The Trials of an American Dilettante

Thursday, December 16, 2004

Occasionally Nice Guys Finish First

We all live in a world of insecure, self-interested, guised human beings who treat us differently based on whether we act nice, mean, tactful or tactless. So, how does one act in order to be most successful with people? How can you make like them you as much as they like Sally Fields?
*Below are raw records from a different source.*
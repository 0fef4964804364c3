pub mod app;
pub mod biosample;
pub mod config;
pub mod dcc;
pub mod domain;
pub mod download;
pub mod error;
pub mod experiment;
pub mod file_record;
pub mod merge;
pub mod output;
pub mod selection;
pub mod store;
pub mod tools;
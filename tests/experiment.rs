use assert_matches::assert_matches;
use serde_json::json;

use kira_dcc::error::KiraError;
use kira_dcc::experiment::ExperimentRecord;
use kira_dcc::file_record::FileRecord;

#[test]
fn parses_experiment_document() {
    let doc = json!({
        "accession": "ENCSR000AKA",
        "assay_term_name": "ChIP-seq",
        "description": "H3K4me3 ChIP-seq on human GM12878",
        "status": "released",
        "run_type": "paired-ended",
        "lab": {"name": "bradley-bernstein"},
        "biosample_term_name": ["GM12878", "GM12878"],
        "biosample_type": "cell line",
        "target": [{"label": "H3K4me3", "investigated_as": ["histone", "broad histone mark"]}],
        "replicates": [{"library": {"biosample": {"age": 53}}}],
        "files": [
            {
                "accession": "ENCFF001AAA",
                "href": "/files/ENCFF001AAA/@@download/ENCFF001AAA.bigWig",
                "file_type": "bigWig",
                "output_type": "fold change over control",
                "assembly": "hg19",
                "biological_replicates": [1, 2],
                "technical_replicates": ["1_1"],
                "file_size": 1024,
                "md5sum": "abc"
            },
            {"file_type": "bam"},
            "not an object"
        ]
    });

    let record = ExperimentRecord::from_json(&doc).unwrap();
    assert_eq!(record.accession, "ENCSR000AKA");
    assert!(record.is_chip_seq_histone_mark());
    assert!(!record.is_dnase_seq());
    assert_eq!(record.label, "H3K4me3");
    assert_eq!(record.lab, "bradley-bernstein");
    assert_eq!(record.biosample_term_name, "GM12878");
    assert_eq!(record.age.as_deref(), Some("53"));
    assert!(record.is_paired_end);

    assert_eq!(record.files.len(), 1);
    let file = &record.files[0];
    assert_eq!(file.experiment, "ENCSR000AKA");
    assert!(file.is_pooled);
    assert!(file.bio_rep.is_none());
    assert_eq!(file.tech_rep.as_deref(), Some("1_1"));
    assert_eq!(file.size_bytes, Some(1024));
    assert_eq!(file.file_name(), "ENCFF001AAA.bigWig");
}

#[test]
fn annotation_uses_annotation_type() {
    let doc = json!({
        "accession": "ENCSR123ABC",
        "@type": ["Annotation", "FileSet", "Item"],
        "annotation_type": "candidate Cis-Regulatory Elements",
        "assay_term_name": "ignored",
        "lab": "encode-processing-pipeline"
    });
    let record = ExperimentRecord::from_json(&doc).unwrap();
    assert_eq!(record.assay_term_name, "candidate Cis-Regulatory Elements");
    assert_eq!(record.lab, "encode-processing-pipeline");
    assert!(record.files.is_empty());
}

#[test]
fn missing_accession_is_an_error() {
    let err = ExperimentRecord::from_json(&json!({"files": []})).unwrap_err();
    assert_matches!(err, KiraError::MetadataParse(_));
}

#[test]
fn single_replicate_is_numbered() {
    let file = FileRecord::from_json(
        "ENCSR000AKA",
        &json!({"accession": "ENCFF002AAA", "biological_replicates": ["2"]}),
    )
    .unwrap();
    assert_eq!(file.bio_rep.as_deref(), Some("2"));
    assert!(file.has_numbered_bio_rep());
    assert!(file.bio_rep_contains("2"));
    assert!(!file.is_pooled);
}

#[test]
fn new_record_has_no_metadata() {
    let record = ExperimentRecord::new("ENCSR000AKA", vec![FileRecord::new("ENCFF001AAA", "ENCSR000AKA")]);
    assert_eq!(record.files.len(), 1);
    assert!(!record.is_chip_seq());
}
The answer: occasionally nice guys finish first. Please don’t confuse this with: occasionally, nice guys finish first (I’m an adept comma user). No, nice guys finish last for several reasons, but people that are mean all the time also fail. The real trick is to be occasionally nice, but a complete dick most of the time. Why is this successful?

-Insecurity

People, for the most part, are insecure. They seek out affirmation from others in order to feel worth. If one is mean to them in a real way or in a teasing way, they wonder “what did I do wrong?” and they try to act nicer in order to compensate. Now with the many people, one can keep treating them like crap and they will keep taking it. With most, though, there is a breaking point in which they say “fuck it, he’s just a dick”. One has to ease off before that breaking point and occasionally act nice. This will give your victim a feeling of accomplishment and will continue to engage them. Why not just act nice all the time? Because that will spoil people. If people do not have to earn one’s kindness, they wont bother. Why buy the cow?

-Empathy

People, for the most part, are self-interested dicks. When they choose friends, they usually do not want someone who is nice to them. Instead, they want someone who they can relate to; they want a peer with a similar perspective that can give them real advice on how to navigate through life. Nice people suck at advice and they have bad senses of humor because they do not really understand human relations. Why not act mean all the time? Well, then you will attract only other dicks and they are annoying.

The “Real You”

People, for the most part, put up a front. Many people try to act nice all the time. Still, eventually, they are going to fail and occasionally act mean. Disproportionate attention is give to these small moments and people assume the guard has been let down exposing the “real you”. Frightened, people flee. Now, if one does the reverse and acts mean all the time, eventually, you are going to fail and occasionally act nice. Again, disproportionate attention will be given to these small moments and people will assume the guard has been let down exposing the “real you”. Rather than being frightened, they will be endeared.